“If I were given an hour to save the planet, I would spend 59 minutes defining the problem and one minute resolving it,” Albert Einstein said.
Stephen Covey in his book Seven Habits of Highly Effective People makes a similar finding. The story of the woodcutter who realizes the necessity to invest time in sharpening his axe before he goes ahead cutting the trees, each day, clearly points to the need to understand the 'Why' of every problem, before setting out to resolve it.
Wise men had always realized the importance of defining the root cause of any problem that has the probability to re-occur. Unfortunately, most business enterprises don’t probe the root cause as and when they tackle innovation projects. While developing novel projects and models within the business ecosystem, most of the companies fall behind the track in defining the exact problem that they attempt to solve; especially when the problems are important from a wider perspective.
In due course, every project will experience issues that might result in reduced productivity or increased expenses. Even well-planned projects tend to have certain problems. But what can be prevented is the re-occurrence of the problems which you had already resolved through multiple measures. The primary goal of Root Cause Analysis is to thrive deep into the real cause of the problem- the root cause. The previous blog on Design Thinking showed us why the customer needs to be the focal point. This blog speaks why it is highly essential to dive into the root cause of any problem before setting out to resolve the issue at hand.

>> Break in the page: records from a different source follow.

//! Complaint endpoints.

use axum::extract::{Path, Query, State};
use axum::http::StatusCode;
use axum::Json;
use database::{complaint, Complaint, ComplaintStatus, DatabaseError, NewComplaint};
use intake_core::ComplaintPayload;
use serde::{Deserialize, Serialize};
use tracing::info;

use crate::error::{ApiError, Result};
use crate::state::AppState;

const DEFAULT_PAGE_SIZE: i64 = 50;
const MAX_PAGE_SIZE: i64 = 200;

/// Body of `POST /complaints`.
#[derive(Debug, Deserialize)]
pub struct CreateComplaint {
    #[serde(default)]
    pub title: Option<String>,
    pub description: String,
    #[serde(default)]
    pub transcript: Option<String>,
    #[serde(default)]
    pub language: Option<String>,
    #[serde(default)]
    pub translated_text: Option<String>,
    #[serde(default)]
    pub category: Option<String>,
    #[serde(default)]
    pub subcategory: Option<String>,
    pub department_code: String,
    #[serde(default)]
    pub source: Option<String>,
    #[serde(default)]
    pub metadata: serde_json::Value,
}

/// Query string of `GET /complaints`.
#[derive(Debug, Default, Deserialize)]
pub struct ListQuery {
    pub status: Option<String>,
    pub limit: Option<i64>,
    pub offset: Option<i64>,
}

/// Body of `PATCH /complaints/:reference/status`.
#[derive(Debug, Deserialize)]
pub struct StatusUpdate {
    pub status: String,
}

/// A complaint as returned by the API, with metadata parsed.
#[derive(Debug, Serialize)]
pub struct ComplaintView {
    pub id: i64,
    pub reference_number: String,
    pub title: String,
    pub description: String,
    pub transcript: Option<String>,
    pub language: Option<String>,
    pub translated_text: Option<String>,
    pub category: Option<String>,
    pub subcategory: Option<String>,
    pub department_code: String,
    pub source: String,
    pub status: String,
    pub metadata: serde_json::Value,
    pub created_at: String,
    pub updated_at: String,
}

impl TryFrom<Complaint> for ComplaintView {
    type Error = DatabaseError;

    fn try_from(complaint: Complaint) -> std::result::Result<Self, Self::Error> {
        let metadata = complaint.metadata_json()?;
        Ok(Self {
            id: complaint.id,
            reference_number: complaint.reference_number,
            title: complaint.title,
            description: complaint.description,
            transcript: complaint.transcript,
            language: complaint.language,
            translated_text: complaint.translated_text,
            category: complaint.category,
            subcategory: complaint.subcategory,
            department_code: complaint.department_code,
            source: complaint.source,
            status: complaint.status,
            metadata,
            created_at: complaint.created_at,
            updated_at: complaint.updated_at,
        })
    }
}

/// File a complaint without going through chat.
pub async fn create(
    State(state): State<AppState>,
    Json(body): Json<CreateComplaint>,
) -> Result<(StatusCode, Json<ComplaintView>)> {
    let description = body.description.trim();
    if description.is_empty() {
        return Err(ApiError::BadRequest("description is required".to_string()));
    }

    let title = body
        .title
        .as_deref()
        .map(str::trim)
        .filter(|t| !t.is_empty())
        .map(str::to_string)
        .unwrap_or_else(|| ComplaintPayload::title_from(description));

    let new = NewComplaint {
        title,
        description: description.to_string(),
        transcript: body.transcript,
        language: body.language,
        translated_text: body.translated_text,
        category: body.category,
        subcategory: body.subcategory,
        department_code: body.department_code.trim().to_string(),
        source: body.source.unwrap_or_else(|| "web".to_string()),
        metadata: body.metadata,
    };

    let created = match complaint::create_complaint(state.db.pool(), &new).await {
        Err(DatabaseError::NotFound { entity: "Department", id }) => {
            return Err(ApiError::BadRequest(format!("Unknown department: {}", id)));
        }
        other => other?,
    };

    info!(
        reference = %created.reference_number,
        department = %created.department_code,
        "Complaint created"
    );

    Ok((StatusCode::CREATED, Json(created.try_into()?)))
}

/// List complaints, newest first.
pub async fn list(
    State(state): State<AppState>,
    Query(query): Query<ListQuery>,
) -> Result<Json<Vec<ComplaintView>>> {
    let status = match query.status.as_deref().map(str::trim) {
        None | Some("") => None,
        Some(raw) => Some(raw.parse::<ComplaintStatus>()?),
    };
    let limit = query
        .limit
        .unwrap_or(DEFAULT_PAGE_SIZE)
        .clamp(1, MAX_PAGE_SIZE);
    let offset = query.offset.unwrap_or(0).max(0);

    let complaints = complaint::list_complaints(state.db.pool(), status, limit, offset).await?;
    let views = complaints
        .into_iter()
        .map(ComplaintView::try_from)
        .collect::<std::result::Result<Vec<_>, _>>()?;

    Ok(Json(views))
}

/// Look up one complaint by reference number.
pub async fn get(
    State(state): State<AppState>,
    Path(reference): Path<String>,
) -> Result<Json<ComplaintView>> {
    let found = complaint::get_complaint_by_reference(state.db.pool(), &reference).await?;
    Ok(Json(found.try_into()?))
}

/// Move a complaint to a new status.
pub async fn update_status(
    State(state): State<AppState>,
    Path(reference): Path<String>,
    Json(body): Json<StatusUpdate>,
) -> Result<Json<ComplaintView>> {
    let status: ComplaintStatus = body.status.parse()?;
    let updated = complaint::update_complaint_status(state.db.pool(), &reference, status).await?;

    info!(reference = %reference, status = %status, "Complaint status updated");
    Ok(Json(updated.try_into()?))
}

What is Root Cause Analysis (RCA)?
Root Cause Analysis (RCA) circles around a series of problem-solving methods that are deployed to identify the root cause of a non-coherent or peculiar problem. It revolves around a 5-step process that involves defining, data collecting, identifying possible factors and root cause along with recommending and implementing solutions.
How to Perform Root Cause Analysis (RCA)?
Root Cause Analysis (RCA) is generally a minor step in a broader problem resolution action. There exists a wide range of tools used during RCA, but the 5 Whys technique is the extensively used and most effective tools of the Root Cause analysis, which is often associated with Lean Manufacturing, where it is used to identify and remove wasteful practices.
Define the Problem
Before you initiate Root Cause Analysis, the problem must be thoroughly defined beyond doubts. Ideally, the following information must be identified and listed for proper guidance.
Who identified the problem?
What is the status of the problem when identified?
What has happened to the problem?
Where was the problem discovered?
When was the problem discovered?
How often is it happening?
Assemble the Team
Once the problem is defined, gather a team that is familiar with the intricacies of the problem- preferably employees who have a direct understanding of the process that was examined and the liability to implement the long-lasting solutions. The team should also bring in the workforce from every section that comes under the problem defined.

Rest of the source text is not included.